═════ Data provided ═════
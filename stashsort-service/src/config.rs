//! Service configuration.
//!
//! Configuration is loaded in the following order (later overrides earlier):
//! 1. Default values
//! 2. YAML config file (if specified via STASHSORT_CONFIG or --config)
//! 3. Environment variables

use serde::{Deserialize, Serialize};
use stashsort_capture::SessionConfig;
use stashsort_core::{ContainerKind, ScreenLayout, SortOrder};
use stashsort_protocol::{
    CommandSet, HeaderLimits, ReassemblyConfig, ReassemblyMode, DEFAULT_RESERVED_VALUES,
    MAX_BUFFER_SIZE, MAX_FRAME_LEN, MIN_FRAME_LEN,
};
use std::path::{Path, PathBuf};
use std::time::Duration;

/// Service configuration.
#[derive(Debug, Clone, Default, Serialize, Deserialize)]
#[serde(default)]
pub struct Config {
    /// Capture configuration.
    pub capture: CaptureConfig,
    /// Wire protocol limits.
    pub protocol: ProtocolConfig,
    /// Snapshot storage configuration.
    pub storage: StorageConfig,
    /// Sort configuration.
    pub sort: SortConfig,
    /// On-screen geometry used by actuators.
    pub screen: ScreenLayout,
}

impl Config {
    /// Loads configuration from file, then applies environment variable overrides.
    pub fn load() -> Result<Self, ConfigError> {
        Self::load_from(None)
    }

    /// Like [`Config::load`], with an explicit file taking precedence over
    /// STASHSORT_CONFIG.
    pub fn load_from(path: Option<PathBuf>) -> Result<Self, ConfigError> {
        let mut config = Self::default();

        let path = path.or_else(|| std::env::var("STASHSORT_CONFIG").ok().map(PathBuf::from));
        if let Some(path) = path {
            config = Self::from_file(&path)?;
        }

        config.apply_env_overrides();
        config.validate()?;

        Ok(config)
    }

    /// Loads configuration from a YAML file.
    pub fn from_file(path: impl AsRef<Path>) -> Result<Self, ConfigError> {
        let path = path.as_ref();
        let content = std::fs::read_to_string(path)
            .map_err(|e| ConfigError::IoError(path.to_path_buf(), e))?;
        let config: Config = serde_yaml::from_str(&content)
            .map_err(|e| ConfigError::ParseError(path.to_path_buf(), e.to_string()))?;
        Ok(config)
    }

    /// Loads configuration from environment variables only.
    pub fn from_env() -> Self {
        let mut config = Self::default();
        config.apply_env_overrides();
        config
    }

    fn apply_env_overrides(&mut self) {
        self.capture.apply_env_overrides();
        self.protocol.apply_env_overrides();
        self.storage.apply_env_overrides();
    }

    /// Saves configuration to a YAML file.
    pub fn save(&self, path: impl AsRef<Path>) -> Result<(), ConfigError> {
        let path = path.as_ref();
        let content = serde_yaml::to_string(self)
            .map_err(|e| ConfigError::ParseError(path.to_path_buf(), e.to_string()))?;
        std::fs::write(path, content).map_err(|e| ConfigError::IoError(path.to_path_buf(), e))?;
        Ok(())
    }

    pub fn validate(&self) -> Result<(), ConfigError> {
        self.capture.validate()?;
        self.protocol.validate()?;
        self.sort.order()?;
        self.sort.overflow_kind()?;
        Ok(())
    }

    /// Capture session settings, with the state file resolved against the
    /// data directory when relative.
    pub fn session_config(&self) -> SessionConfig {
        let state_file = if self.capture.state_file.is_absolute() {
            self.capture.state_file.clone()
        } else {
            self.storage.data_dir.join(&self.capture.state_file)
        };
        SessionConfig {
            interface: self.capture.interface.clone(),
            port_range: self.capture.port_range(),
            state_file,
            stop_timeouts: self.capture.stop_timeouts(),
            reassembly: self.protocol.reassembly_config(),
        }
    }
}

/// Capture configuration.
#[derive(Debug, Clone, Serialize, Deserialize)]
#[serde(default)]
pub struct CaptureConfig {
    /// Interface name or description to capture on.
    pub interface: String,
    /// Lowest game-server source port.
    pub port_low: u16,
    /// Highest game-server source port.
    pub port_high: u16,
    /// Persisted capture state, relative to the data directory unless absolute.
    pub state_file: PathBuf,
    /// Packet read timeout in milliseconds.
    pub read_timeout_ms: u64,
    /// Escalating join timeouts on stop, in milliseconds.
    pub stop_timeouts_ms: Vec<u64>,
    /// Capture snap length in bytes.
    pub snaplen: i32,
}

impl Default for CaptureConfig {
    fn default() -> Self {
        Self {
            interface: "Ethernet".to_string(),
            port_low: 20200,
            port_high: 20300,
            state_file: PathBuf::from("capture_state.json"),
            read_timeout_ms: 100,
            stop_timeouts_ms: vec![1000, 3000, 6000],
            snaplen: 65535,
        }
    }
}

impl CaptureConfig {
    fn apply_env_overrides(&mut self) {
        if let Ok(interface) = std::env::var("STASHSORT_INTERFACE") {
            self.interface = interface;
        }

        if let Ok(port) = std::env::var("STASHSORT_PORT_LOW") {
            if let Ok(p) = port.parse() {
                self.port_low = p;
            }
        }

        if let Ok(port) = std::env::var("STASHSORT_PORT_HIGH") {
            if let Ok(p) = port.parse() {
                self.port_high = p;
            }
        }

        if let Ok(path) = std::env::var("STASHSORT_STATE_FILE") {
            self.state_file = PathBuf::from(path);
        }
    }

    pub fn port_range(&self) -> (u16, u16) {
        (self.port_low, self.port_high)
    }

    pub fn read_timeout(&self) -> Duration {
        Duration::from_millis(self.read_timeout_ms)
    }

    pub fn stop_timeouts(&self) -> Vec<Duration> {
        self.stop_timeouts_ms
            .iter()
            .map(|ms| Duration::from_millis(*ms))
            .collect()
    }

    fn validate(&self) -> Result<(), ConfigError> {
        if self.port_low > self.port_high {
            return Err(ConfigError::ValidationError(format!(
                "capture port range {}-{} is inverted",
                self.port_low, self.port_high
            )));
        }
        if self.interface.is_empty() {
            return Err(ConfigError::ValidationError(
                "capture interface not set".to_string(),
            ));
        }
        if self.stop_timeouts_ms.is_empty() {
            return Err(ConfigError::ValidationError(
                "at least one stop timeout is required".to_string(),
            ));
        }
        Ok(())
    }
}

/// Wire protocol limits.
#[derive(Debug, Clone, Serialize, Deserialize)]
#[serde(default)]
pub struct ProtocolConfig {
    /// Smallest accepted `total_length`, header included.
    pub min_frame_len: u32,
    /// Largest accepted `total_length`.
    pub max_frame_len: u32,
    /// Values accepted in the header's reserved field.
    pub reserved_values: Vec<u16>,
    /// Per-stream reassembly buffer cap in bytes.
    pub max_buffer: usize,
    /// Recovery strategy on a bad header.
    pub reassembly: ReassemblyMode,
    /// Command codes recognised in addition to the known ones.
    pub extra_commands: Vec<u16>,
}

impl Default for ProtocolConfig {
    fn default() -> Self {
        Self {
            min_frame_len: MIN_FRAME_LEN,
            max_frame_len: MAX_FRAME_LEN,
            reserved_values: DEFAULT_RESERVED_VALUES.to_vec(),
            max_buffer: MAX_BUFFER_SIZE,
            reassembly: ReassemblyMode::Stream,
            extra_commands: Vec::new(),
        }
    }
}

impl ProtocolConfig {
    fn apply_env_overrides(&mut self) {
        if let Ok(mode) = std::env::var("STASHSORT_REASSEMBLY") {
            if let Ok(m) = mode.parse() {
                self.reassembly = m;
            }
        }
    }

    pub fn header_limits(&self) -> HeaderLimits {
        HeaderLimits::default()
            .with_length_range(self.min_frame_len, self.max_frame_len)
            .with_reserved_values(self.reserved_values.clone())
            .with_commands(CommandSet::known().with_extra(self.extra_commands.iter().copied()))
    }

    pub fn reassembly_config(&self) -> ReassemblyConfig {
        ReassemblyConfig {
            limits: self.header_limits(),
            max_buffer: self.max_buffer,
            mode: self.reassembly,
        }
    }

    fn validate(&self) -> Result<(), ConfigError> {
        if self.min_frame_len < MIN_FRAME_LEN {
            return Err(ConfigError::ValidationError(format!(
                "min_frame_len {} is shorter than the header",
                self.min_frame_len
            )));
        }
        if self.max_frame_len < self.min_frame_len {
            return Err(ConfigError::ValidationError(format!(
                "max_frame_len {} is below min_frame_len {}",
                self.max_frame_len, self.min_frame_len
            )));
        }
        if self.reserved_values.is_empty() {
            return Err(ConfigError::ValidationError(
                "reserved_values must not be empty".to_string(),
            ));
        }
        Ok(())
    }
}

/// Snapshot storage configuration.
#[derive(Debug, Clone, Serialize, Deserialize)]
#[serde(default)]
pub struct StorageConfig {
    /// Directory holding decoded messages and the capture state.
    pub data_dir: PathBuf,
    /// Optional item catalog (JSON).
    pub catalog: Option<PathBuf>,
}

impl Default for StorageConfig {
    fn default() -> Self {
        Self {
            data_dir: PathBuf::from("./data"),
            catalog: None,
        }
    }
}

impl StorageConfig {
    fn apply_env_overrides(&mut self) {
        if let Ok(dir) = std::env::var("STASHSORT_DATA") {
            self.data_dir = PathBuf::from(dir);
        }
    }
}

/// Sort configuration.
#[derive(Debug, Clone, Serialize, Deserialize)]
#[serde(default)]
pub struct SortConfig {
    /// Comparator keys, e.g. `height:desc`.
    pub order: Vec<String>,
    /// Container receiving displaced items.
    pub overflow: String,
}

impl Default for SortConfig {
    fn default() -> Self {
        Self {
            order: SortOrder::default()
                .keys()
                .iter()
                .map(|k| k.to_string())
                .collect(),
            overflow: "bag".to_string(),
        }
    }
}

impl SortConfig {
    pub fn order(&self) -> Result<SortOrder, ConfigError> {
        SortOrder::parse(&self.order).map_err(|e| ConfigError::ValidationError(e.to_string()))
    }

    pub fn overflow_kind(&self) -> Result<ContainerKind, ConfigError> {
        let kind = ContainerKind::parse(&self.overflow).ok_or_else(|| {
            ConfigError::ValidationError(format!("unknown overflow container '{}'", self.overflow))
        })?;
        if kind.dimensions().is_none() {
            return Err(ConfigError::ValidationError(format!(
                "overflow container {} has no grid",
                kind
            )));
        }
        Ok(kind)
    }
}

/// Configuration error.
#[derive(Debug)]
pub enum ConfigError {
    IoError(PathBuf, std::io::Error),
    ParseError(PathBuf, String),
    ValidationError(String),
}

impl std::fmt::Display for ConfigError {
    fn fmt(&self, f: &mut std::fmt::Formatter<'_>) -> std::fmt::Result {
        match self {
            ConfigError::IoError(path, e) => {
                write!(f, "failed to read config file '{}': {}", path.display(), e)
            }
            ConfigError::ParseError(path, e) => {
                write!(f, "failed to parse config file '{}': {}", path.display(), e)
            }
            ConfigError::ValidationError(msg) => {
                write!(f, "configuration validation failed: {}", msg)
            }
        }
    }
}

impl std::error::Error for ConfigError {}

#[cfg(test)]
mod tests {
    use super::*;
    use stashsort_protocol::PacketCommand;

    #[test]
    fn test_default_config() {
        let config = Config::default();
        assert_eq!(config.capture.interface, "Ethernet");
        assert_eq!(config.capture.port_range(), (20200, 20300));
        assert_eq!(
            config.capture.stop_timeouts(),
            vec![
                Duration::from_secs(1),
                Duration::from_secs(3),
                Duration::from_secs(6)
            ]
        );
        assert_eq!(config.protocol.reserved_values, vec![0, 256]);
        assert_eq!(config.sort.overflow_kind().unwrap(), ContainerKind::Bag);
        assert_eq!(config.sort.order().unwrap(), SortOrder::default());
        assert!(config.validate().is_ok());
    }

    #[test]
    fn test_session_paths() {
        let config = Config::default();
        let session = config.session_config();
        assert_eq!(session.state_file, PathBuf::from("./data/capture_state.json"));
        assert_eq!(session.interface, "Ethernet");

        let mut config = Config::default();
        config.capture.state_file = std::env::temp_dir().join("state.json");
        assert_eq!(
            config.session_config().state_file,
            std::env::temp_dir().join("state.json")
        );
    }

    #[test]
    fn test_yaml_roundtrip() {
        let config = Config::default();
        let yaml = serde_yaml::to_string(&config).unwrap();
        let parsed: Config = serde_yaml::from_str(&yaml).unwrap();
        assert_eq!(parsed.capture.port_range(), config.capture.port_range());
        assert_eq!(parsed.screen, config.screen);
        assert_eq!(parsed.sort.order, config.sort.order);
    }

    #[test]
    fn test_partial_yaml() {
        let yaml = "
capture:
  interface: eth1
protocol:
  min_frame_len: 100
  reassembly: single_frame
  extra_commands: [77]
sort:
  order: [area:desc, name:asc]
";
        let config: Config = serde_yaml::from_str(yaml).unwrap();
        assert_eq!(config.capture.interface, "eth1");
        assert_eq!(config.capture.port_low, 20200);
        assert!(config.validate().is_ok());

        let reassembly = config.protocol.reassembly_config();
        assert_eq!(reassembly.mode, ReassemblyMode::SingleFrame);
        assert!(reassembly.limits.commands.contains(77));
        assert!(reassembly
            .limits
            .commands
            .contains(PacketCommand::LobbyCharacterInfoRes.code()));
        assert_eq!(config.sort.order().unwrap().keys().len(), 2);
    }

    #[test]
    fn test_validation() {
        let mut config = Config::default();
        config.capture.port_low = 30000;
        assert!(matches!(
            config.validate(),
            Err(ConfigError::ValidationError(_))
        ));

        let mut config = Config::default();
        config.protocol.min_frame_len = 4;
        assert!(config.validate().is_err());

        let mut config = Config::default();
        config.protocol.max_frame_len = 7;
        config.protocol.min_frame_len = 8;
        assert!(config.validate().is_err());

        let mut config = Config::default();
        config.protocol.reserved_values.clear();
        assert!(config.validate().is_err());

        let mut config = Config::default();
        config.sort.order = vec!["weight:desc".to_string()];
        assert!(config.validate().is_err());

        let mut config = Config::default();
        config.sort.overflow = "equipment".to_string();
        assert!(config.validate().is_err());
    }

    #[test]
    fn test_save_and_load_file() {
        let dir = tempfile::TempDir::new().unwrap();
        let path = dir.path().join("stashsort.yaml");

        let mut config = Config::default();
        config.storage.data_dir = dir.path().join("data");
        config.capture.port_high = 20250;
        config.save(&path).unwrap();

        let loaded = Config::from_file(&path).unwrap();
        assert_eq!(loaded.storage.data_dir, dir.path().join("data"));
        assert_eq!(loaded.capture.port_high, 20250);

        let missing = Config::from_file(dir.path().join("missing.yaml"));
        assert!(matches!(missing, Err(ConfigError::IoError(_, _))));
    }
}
═════
### [Activity]
Which of the lines in the material carry the string "variables"? Pull them out.

### [Solution for this problem]
//! 3. Environment variables
    /// Loads configuration from environment variables only.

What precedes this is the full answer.